Recently, the Senate voted to decline placing restrictions on POTUS Trump regarding Venezuela.
https://apnews.com/article/trump-venezuela-strikes-congress-6c0061bf5a9c417e66f76fcc6ee57405
The Congress has received briefings from the Executive Branch on kinetic activities. Congress has chosen not to place restrictions at this time.
It looks like there will be a lot of dead narco-traffickers over the next year.
Is that a problem?
https://www.foxnews.com/us/judge-ordered-release-600-chicago-illegal-immigrants-slammed-dhs-activist-putting-lives-risk
Two questions.
One, does this judge even have the authority to order the release of hundreds of illegal aliens? Didn't Congress strip art3 judges of that authority?
Two, what stops the Fed Gov't from evac'ing the entire group (n~600) and sending them to Eswatini, and then saying, "Illegals? What illegals?"
Here is the case: https://www.courtlistener.com/docket/6952165/castanon-nava-v-department-of-homeland-security/?page=2
Lawyers sued the first Trump administration on behalf of "All current and future persons arrested without a warrant for a civil violation of U.S. immigration laws within the area of responsibility of the ICE Chicago Field Office." The Biden administration settled the case, presumably on terms unfavorable to the government. The second Trump administration may have violated the Biden administration's promises.
The federal government did in fact remove many aliens before the court could act. See docket entry 247.
One of Prof Somin’s recent pieces led via a link to one of his earlier pieces mentioning the Migration and Importation Clause of the Constitution. Leaving aside its relevance to the current debates about immigration, there’s an interesting originalism point in there struggling to get out.

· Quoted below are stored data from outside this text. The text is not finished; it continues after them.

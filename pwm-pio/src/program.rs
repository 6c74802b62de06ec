//! The pulse program.
//!
//! A single fixed micro-program produces the output waveform; it is installed
//! once and never changes at runtime. Duty updates arrive through the TX FIFO:
//!
//! ```text
//! .side_set 1 opt
//! .wrap_target
//!     pull noblock side <inactive> ; period start, fetch the latest hold count
//!     mov x, osr                   ; X = hold count (pull reloads X when the FIFO is empty)
//!     mov y, isr                   ; Y = cycle_length - 1, preloaded at configure time
//! countloop:
//!     jmp x != y, skip
//!     nop side <active>            ; transition point reached
//! skip:
//!     jmp y--, countloop
//! .wrap
//! ```
//!
//! Y runs from `cycle_length - 1` down to 0 every period, two cycles per
//! count (`jmp x != y` plus `jmp y--`). When Y passes the value pulled into X
//! the pin switches to the active level and stays there until the `pull` of
//! the next period, so a FIFO word `v` yields exactly `2 * (v + 1)` active
//! state-machine cycles. A word that can never match Y keeps the pin inactive
//! for the whole period.
//!
//! `pull noblock` falls back to X when the FIFO is empty, which is what makes
//! duty updates glitch-free: the state machine keeps replaying the previous
//! hold count until a new one arrives, and a new one only ever takes effect
//! at a period boundary.
//!
//! The three-instruction reload header and the `nop` at the transition point
//! add four state-machine cycles on top of the `2 * cycle_length` counted
//! ones. That overhead is constant per period, well below the duty
//! resolution at the default cycle length, and excluded from the divider
//! model.

use pio::{
    InstructionOperands, JmpCondition, MovDestination, MovOperation, MovSource, Program,
    SetDestination, SideSet,
};

/// State-machine cycles per counted tick: one `jmp x != y` plus one `jmp y--`.
///
/// Physical constant of the pulse program; the clock divider computation
/// models one output period as `CYCLES_PER_TICK * cycle_length` cycles.
pub const CYCLES_PER_TICK: u32 = 2;

/// Largest supported counter period.
///
/// The countdown register is preloaded with `cycle_length - 1` and FIFO words
/// carry `ticks - 1`, so a full 2^16 period still fits the 16-bit duty range.
pub const MAX_CYCLE_LENGTH: u32 = 1 << 16;

/// FIFO word that never matches the countdown register: the pin stays
/// inactive for the whole period.
pub(crate) const ALWAYS_OFF: u32 = u32::MAX;

/// Map a duty tick count to the word pushed into the TX FIFO.
///
/// `0` becomes the never-matching [`ALWAYS_OFF`] word, anything else is
/// shifted down by one to compensate for the program counting match-inclusive.
/// Tick counts above `cycle_length` are clamped.
pub(crate) fn wire_value(ticks: u32, cycle_length: u32) -> u32 {
    match ticks.min(cycle_length) {
        0 => ALWAYS_OFF,
        ticks => ticks - 1,
    }
}

/// Assemble the pulse program.
///
/// `invert` swaps the two side-set levels, yielding an active-low waveform
/// without touching the per-period logic. This is decided at load time; duty
/// updates never re-encode anything.
pub fn pulse_program(invert: bool) -> Program<{ pio::RP2040_MAX_PROGRAM_SIZE }> {
    let (inactive, active) = if invert { (1, 0) } else { (0, 1) };

    let side_set = SideSet::new(true, 1, false);
    let mut a = pio::Assembler::<{ pio::RP2040_MAX_PROGRAM_SIZE }>::new_with_side_set(side_set);

    let mut wrap_target = a.label();
    let mut wrap_source = a.label();
    let mut countloop = a.label();
    let mut skip = a.label();

    a.bind(&mut wrap_target);
    a.pull_with_side_set(false, false, inactive);
    a.mov(MovDestination::X, MovOperation::None, MovSource::OSR);
    a.mov(MovDestination::Y, MovOperation::None, MovSource::ISR);
    a.bind(&mut countloop);
    a.jmp(JmpCondition::XNotEqualY, &mut skip);
    a.nop_with_side_set(active);
    a.bind(&mut skip);
    a.jmp(JmpCondition::YDecNonZero, &mut countloop);
    a.bind(&mut wrap_source);

    a.assemble_with_wrap(wrap_source, wrap_target)
}

/// `pull` (blocking), executed by the host to preload the OSR.
pub(crate) fn pull_block() -> u16 {
    InstructionOperands::PULL {
        if_empty: false,
        block: true,
    }
    .encode()
}

/// `mov isr, osr`, executed by the host to preload the counter period.
pub(crate) fn mov_isr_from_osr() -> u16 {
    InstructionOperands::MOV {
        destination: MovDestination::ISR,
        op: MovOperation::None,
        source: MovSource::OSR,
    }
    .encode()
}

/// `set pins, <level>`, executed by the host to park the pin after a halt.
pub(crate) fn set_pins(level: u8) -> u16 {
    InstructionOperands::SET {
        destination: SetDestination::PINS,
        data: level,
    }
    .encode()
}

/// `set pindirs, 1`, executed by the host to turn the pin into an output.
pub(crate) fn set_pindirs_output() -> u16 {
    InstructionOperands::SET {
        destination: SetDestination::PINDIRS,
        data: 1,
    }
    .encode()
}

/// `jmp <address>`, executed by the host to enter the program.
pub(crate) fn jmp_to(address: u8) -> u16 {
    InstructionOperands::JMP {
        condition: JmpCondition::Always,
        address,
    }
    .encode()
}

#[cfg(test)]
mod tests {
    use super::*;
    use pio::Instruction;
    use std::vec::Vec;

    fn decoded(invert: bool) -> Vec<Instruction> {
        let program = pulse_program(invert);
        assert_eq!(program.code.len(), 6);
        program
            .code
            .iter()
            .map(|&raw| Instruction::decode(raw, program.side_set).unwrap())
            .collect()
    }

    #[test]
    fn program_wraps_over_the_whole_body() {
        let program = pulse_program(false);
        assert_eq!(program.wrap.target, 0);
        assert_eq!(program.wrap.source, 5);
        assert_eq!(program.origin, None);
    }

    #[test]
    fn side_set_is_one_optional_bit() {
        let program = pulse_program(false);
        assert!(program.side_set.optional());
        assert!(!program.side_set.pindirs());
        // One data bit plus the enable bit.
        assert_eq!(program.side_set.bits(), 2);
    }

    #[test]
    fn program_matches_the_expected_instruction_sequence() {
        let instructions = decoded(false);

        assert!(matches!(
            instructions[0].operands,
            InstructionOperands::PULL {
                if_empty: false,
                block: false,
            }
        ));
        assert_eq!(instructions[0].side_set, Some(0));

        assert!(matches!(
            instructions[1].operands,
            InstructionOperands::MOV {
                destination: MovDestination::X,
                op: MovOperation::None,
                source: MovSource::OSR,
            }
        ));
        assert!(matches!(
            instructions[2].operands,
            InstructionOperands::MOV {
                destination: MovDestination::Y,
                op: MovOperation::None,
                source: MovSource::ISR,
            }
        ));

        assert!(matches!(
            instructions[3].operands,
            InstructionOperands::JMP {
                condition: JmpCondition::XNotEqualY,
                address: 5,
            }
        ));
        assert_eq!(instructions[3].side_set, None);

        assert_eq!(instructions[4].side_set, Some(1));

        assert!(matches!(
            instructions[5].operands,
            InstructionOperands::JMP {
                condition: JmpCondition::YDecNonZero,
                address: 3,
            }
        ));
    }

    #[test]
    fn inverted_program_swaps_side_set_levels_only() {
        let normal = pulse_program(false);
        let inverted_raw = pulse_program(true);
        let inverted = decoded(true);

        assert_eq!(inverted[0].side_set, Some(1));
        assert_eq!(inverted[4].side_set, Some(0));
        // Everything except the two side-set carrying instructions is identical.
        for (index, (&n, &i)) in normal.code.iter().zip(inverted_raw.code.iter()).enumerate() {
            if index != 0 && index != 4 {
                assert_eq!(n, i);
            }
        }
    }

    #[test]
    fn wire_value_maps_the_duty_range() {
        assert_eq!(wire_value(0, 65536), ALWAYS_OFF);
        assert_eq!(wire_value(1, 65536), 0);
        assert_eq!(wire_value(6500, 65536), 6499);
        assert_eq!(wire_value(65536, 65536), 65535);
        // Out-of-range tick counts clamp to a full period.
        assert_eq!(wire_value(70_000, 65536), 65535);
        assert_eq!(wire_value(5, 4), 3);
    }

    #[test]
    fn preload_instructions_encode_as_documented() {
        // Values from the datasheet's instruction encoding tables.
        assert_eq!(pull_block(), 0x80a0);
        assert_eq!(jmp_to(0), 0x0000);
        assert_eq!(jmp_to(26), 0x001a);
    }
}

Somin referencing a founder or two argued that the clause was only aimed at the importation of slaves, and that the form of words was essentially chosen as a euphemism, so that slavery would not have to be mentioned.
So we have a clause whose literal meaning encompasses any kind of person, not just slaves, but which was - I stipulate - understood by the drafters to apply only to slaves. I stipulate further that the general public would at the time have understood the form of words as a euphemism referring only to slaves.
If so it seems to me that we could fairly say that the original public meaning was the euphemism, and “migration and importation” originally meant “migration and importation as slaves.” This would not be a case of original understanding, ie where the words originally meant something else but the drafters did not appreciate that they could be applied more widely than they imagined.
Anyway it struck me as an interesting puzzle. How should textualists and originalists in particular interpret text that is deliberately drafted to disguise its true object, when everyone at the time of drafting understands that the words written do not mean what they usually mean.
I think you have to distinguish between euphemism and indirection. (Maybe there's a better word.)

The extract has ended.